En un espectáculo dantesco que pareciera extraído de un manual de lo que no debe hacer un Estado, la megalópolis ha sumado dos nuevas almas a su colección de mártires de la negligencia. La Secretaría de Salud de la Ciudad de México, con la flema burocrática que la caracteriza, ha anunciado con pompa funeraria que el conteo oficial de ciudadanos carbonizados ha alcanzado la treintena, una cifra que, por supuesto, no incluye a los que aún se debaten entre la vida y la muerte en nosocomios que más parecen anticuarios.

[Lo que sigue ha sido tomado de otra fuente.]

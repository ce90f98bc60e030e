//! `osdu config` command implementation
//!
//! Reads and writes the layered configuration.

use super::new_table;
use crate::config::{CliConfig, ConfigItem, CONFIG_CLIENT_SECRET, CONFIG_REFRESH_TOKEN};
use crate::error::Result;
use colored::Colorize;

const SECRET_KEYS: &[&str] = &[CONFIG_CLIENT_SECRET, CONFIG_REFRESH_TOKEN];

/// Print the effective value of a key
pub fn get(config: &CliConfig, section: &str, key: &str) -> Result<()> {
    println!("{}", config.get(section, key)?);
    Ok(())
}

/// Persist a value to the configuration file
pub fn set(config: &mut CliConfig, section: &str, key: &str, value: &str) -> Result<()> {
    config.set(section, key, value)?;
    println!(
        "{} Set {}.{} in {}",
        "✓".green(),
        section,
        key.to_lowercase(),
        config.config_path().display()
    );

    let env_var = config.env_var_name(section, key);
    if config.get_opt(section, key).as_deref() != Some(value) {
        println!(
            "{} {} is set and overrides this value",
            "ℹ".cyan(),
            env_var
        );
    }
    Ok(())
}

/// Show every effective value of a section with its source
pub fn list(config: &CliConfig, section: &str) -> Result<()> {
    let items = config.items(section);
    if items.is_empty() {
        println!("No configuration found for section '{}'.", section);
        println!("Run 'osdu config set <key> <value>' to add one.");
        return Ok(());
    }

    println!("{}", format!("[{}]", section).cyan().bold());
    println!("{}", render_items(&items));
    Ok(())
}

fn render_items(items: &[ConfigItem]) -> String {
    let mut table = new_table(vec!["Key", "Value", "Source"]);

    for item in items {
        table.add_row(vec![
            item.name.clone(),
            display_value(&item.name, &item.value),
            item.source.to_string(),
        ]);
    }

    table.to_string()
}

/// Hide secrets, keeping only a short prefix
fn display_value(key: &str, value: &str) -> String {
    if !SECRET_KEYS.contains(&key) {
        return value.to_string();
    }
    let prefix: String = value.chars().take(4).collect();
    format!("{}****", prefix)
}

El parte médico, emitido con la puntualidad de un reloj suizo pero con la sensibilidad de una piedra, detalló que a la sacra hora de las diez en punto, dos de los luchadores que resistían en centros hospitalarios decidieron, muy a su pesar, abandonar este mundo de despropósitos. Así, el monumento a la impunidad erigido en la Calzada Ignacio Zaragoza ya tiene trece nombres inscritos con fuego.
Cuarenta damnificados continúan su calvario en instituciones médicas, esperando que los dioses del presupuesto se apiaden de ellos, mientras treinta afortunados han recibido el alta, para regresar a un país donde mañana otro vehículo de la muerte podría rondar su esquina. La dependencia, en un alarde de originalidad, “lamentó las pérdidas”, confirmando que el protocolo para tragedias previsibles sigue incluyendo el paquete de thoughts and prayers como principal medida de auxilio.
El Puente de la Concordia se ha convertido así en el monumento más elocuente a la discordia entre el poder y el pueblo, un lugar donde la retórica oficial se estrella contra el cemento de la realidad, dejando un reguero de preguntas sin respuesta y de gasolina mal gestionada.